CITY HALL — A proposal to build a five-story storage warehouse in the heart of Jefferson Park overcame a thicket of obstacles and delays to score the unanimous blessing of a key committee on Monday, all but closing the book on a months-long saga that became intertwined with a plan to build mixed-income apartments next door.
Under the plan approved by the City Council's zoning committee, LSC Development would demolish the building now standing at 5150 N. Northwest Hwy., the former home of the FSP food distribution center. In its place would stand a five-story, 68-foot masonry building with offices on the first floor.
Its zoning change sets the stage for construction of a 100-unit housing complex next door, which would rent 80 apartments below market rate and reserve up to 30 apartments for CHA voucher-holders. Developer Full Circle Communities has vowed to target the units toward veterans and people with disabilities.
However, Full Circle still needs to submit its own proposal to the committee and the Chicago Plan Commission before it can start building the apartments.
A projected view of the warehouse from the north [LSC Development]
The 3½-hour hearing Monday featured testimony from dozens of speakers for and against the proposal, filling a tense Council chamber with accusations of racism and corruption over an issue that's rippled across the city. Few in attendance mentioned the storage warehouse.
"It's ridiculous that we have to keep coming down here, week after week to tell you that the community has rejected this," said two-time aldermanic candidate John Garrido, a leading organizer against the development.
"What's the point of having a public process if you're not even going to listen to us?" Garrido said. "We're sick of this bull. We're tired of it."
The proposal sailed through the Chicago Plan Commission on March 16, but 14th Ward Ald. Ed Burke stepped in to block its passage in the zoning committee on March 27. It was again delayed last month, when committee chairman, 25th Ward Ald. Danny Solis, scheduled an unprecedented special zoning meeting to allow hundreds of public speakers to lend their voices Monday.
The debate has consumed the neighborhood since a raucous Feb. 9 meeting that was called to discuss the project, when speaker after speaker railed against the affordable units' potential to bring violent crime into a neighborhood known for its relative safety. Since then, opponents have mostly constrained their arguments to concerns about the building's height and its potential impact on traffic and school crowding.
"I've been living in the neighborhood for over a decade, and I can tell you that a building this tall will change the community," Sijis Aviles testified. "I chose to live in Jefferson Park because of its small town feel, and a higher building will just mean more density."
A projected overhead view of the warehouse and surrounding area [LSC Development]
The zoning change was explosive enough to spawn two neighborhood groups representing opposite sides of the debate. They faced off last week with dueling press conferences centering on the question of whether racial animus fuels opposition to the project.
Ald. Anthony Napolitano (41st) joined opponents to say that Arena was "not listening to residents" in his ward.
But on Monday, a gaggle of alderman stood behind Arena when he said the neighbors who spoke out against the proposal in February "do not represent Jefferson Park, do not represent the 45th Ward, do not represent the Northwest Side, do not represent the City of Chicago."
"I am standing strong in the face of that rhetoric to tell those folks that you have the right to speak your mind, but in the 45th Ward we will speak ours," Arena said. "I hope this conversation will empower and embolden folks who have been silenced ... folks in the disabled community who couldn't fight their way past that kind of anger."
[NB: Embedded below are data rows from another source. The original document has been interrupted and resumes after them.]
//! AWX Launch CLI
//!
//! Launches a job template on an AWX / Ansible Tower server, waits for
//! the job to finish, prints its output and exports the resource name
//! found in that output for the calling pipeline.
//!
//! The flow is strictly linear: build the launch request, launch, poll
//! to a terminal status, report the output, extract the resource name.

mod config;
mod report;

use std::path::PathBuf;

use anyhow::Result;
use clap::Parser;
use colored::*;
use tracing_subscriber::{layer::SubscriberExt, util::SubscriberInitExt};

use awx_client::TowerClient;
use config::Inputs;

#[derive(Parser)]
#[command(name = "awx-launch")]
#[command(about = "Launch an AWX/Ansible Tower job template and wait for it", long_about = None)]
struct Cli {
    /// Tower server base URL
    #[arg(long, env = "TOWER_URL")]
    url: String,

    /// Tower username (basic auth)
    #[arg(long, env = "TOWER_USERNAME")]
    username: String,

    /// Tower password (basic auth)
    #[arg(long, env = "TOWER_PASSWORD", hide_env_values = true)]
    password: String,

    /// Job template identifier to launch
    #[arg(long, env = "TOWER_TEMPLATE_ID")]
    template_id: String,

    /// Azure subscription id, forwarded as an extra var
    #[arg(long, env = "AZURE_SUBSCRIPTION_ID")]
    azure_subscription: Option<String>,

    /// Azure client id, forwarded as an extra var
    #[arg(long, env = "AZURE_CLIENT_ID")]
    azure_client_id: Option<String>,

    /// Azure client secret, forwarded as an extra var
    #[arg(long, env = "AZURE_CLIENT_SECRET", hide_env_values = true)]
    azure_client_secret: Option<String>,

    /// Path to a certificate file, base64-encoded into an extra var
    #[arg(long, env = "TOWER_CERTIFICATE_PATH")]
    certificate: Option<PathBuf>,

    /// Additional extra vars as a JSON object; overrides derived keys
    #[arg(long, env = "TOWER_EXTRA_VARS", default_value = "{}")]
    extra_vars: String,

    /// Seconds between status polls
    #[arg(long, env = "TOWER_POLL_INTERVAL", default_value_t = 10)]
    poll_interval: u64,

    /// Overall deadline in seconds; absent means wait forever
    #[arg(long, env = "TOWER_TIMEOUT")]
    timeout: Option<u64>,

    /// Verify the server TLS certificate
    #[arg(long, env = "TOWER_VERIFY_TLS")]
    verify_tls: bool,
}

#[tokio::main]
async fn main() {
    // Initialize logging
    tracing_subscriber::registry()
        .with(
            tracing_subscriber::EnvFilter::try_from_default_env()
                .unwrap_or_else(|_| "awx_cli=info,awx_client=info".into()),
        )
        .with(tracing_subscriber::fmt::layer())
        .init();

    let cli = Cli::parse();

    if let Err(e) = run(cli).await {
        eprintln!("{} {:#}", "error:".red().bold(), e);
        std::process::exit(1);
    }
}

async fn run(cli: Cli) -> Result<()> {
    let inputs = Inputs::from_cli(cli);
    inputs.validate()?;

    // The launch request is fully built, and its extra-vars JSON
    // validated, before any network call.
    let request = inputs.build_launch_request()?;

    println!("Ansible Tower: {}", inputs.tower.url.cyan());
    println!("{}", "extra-vars:".bold());
    println!(
        "{}",
        serde_json::to_string_pretty(&request.redacted_vars())?
    );

    let client = TowerClient::new(&inputs.tower)?;

    println!(
        "Launching template {} on Ansible Tower...",
        request.template_id.cyan()
    );
    let launched = client.launch_job(&request).await?;
    println!(
        "Template {} launched successfully.",
        request.template_id.cyan()
    );
    println!(
        "Job {} was created on Ansible Tower: status {}.",
        launched.job.to_string().cyan(),
        launched.status
    );

    let record = client.wait_for_job(&launched.url, &inputs.poll).await?;

    let output = report::report_job_output(&client, &record).await?;
    report::export_resource_name(&output)?;

    Ok(())
}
Many opponents of the warehouse on Monday called out the proposal's winding path to approval, citing a legal settlement opening up the city to a potential lawsuit if officials don't green-light the proposal.
In April 2016, the developer scored a permit to renovate the existing building and convert it into a storage warehouse, but Arena changed the zoning before construction could start. LSC Development sued the city in June, alleging Arena's "unreasonable neglect" caused the company "substantial financial damage."
The legal fight culminated in a settlement signed on Jan. 27 — one day after the five-story blueprint was made public — compelling the alderman to "agree to support and not to challenge" the new plan or risk triggering the developer's lawsuit anew. The agreement also gives the Council until July 25 to approve the zoning change allowing the project to move forward.
Opponents like Richard Gengler, a co-founder of Northwest Side Unite, seized on the unconventional process, saying Monday that it would "set a dangerous precedent" for future developments.
"After this, any alderman who wants to increase the value of a property can go and spot-downzone something, block development, invite a lawsuit and draw a settlement that bargains away our zoning," Gengler said. "How could you possibly let that stand?"
Attorney Peter Stasiewicz, who represents the plaintiffs, suggested that he would file an emergency injunction to delay the project.
Stasiewicz could not immediately be reached for comment on Monday.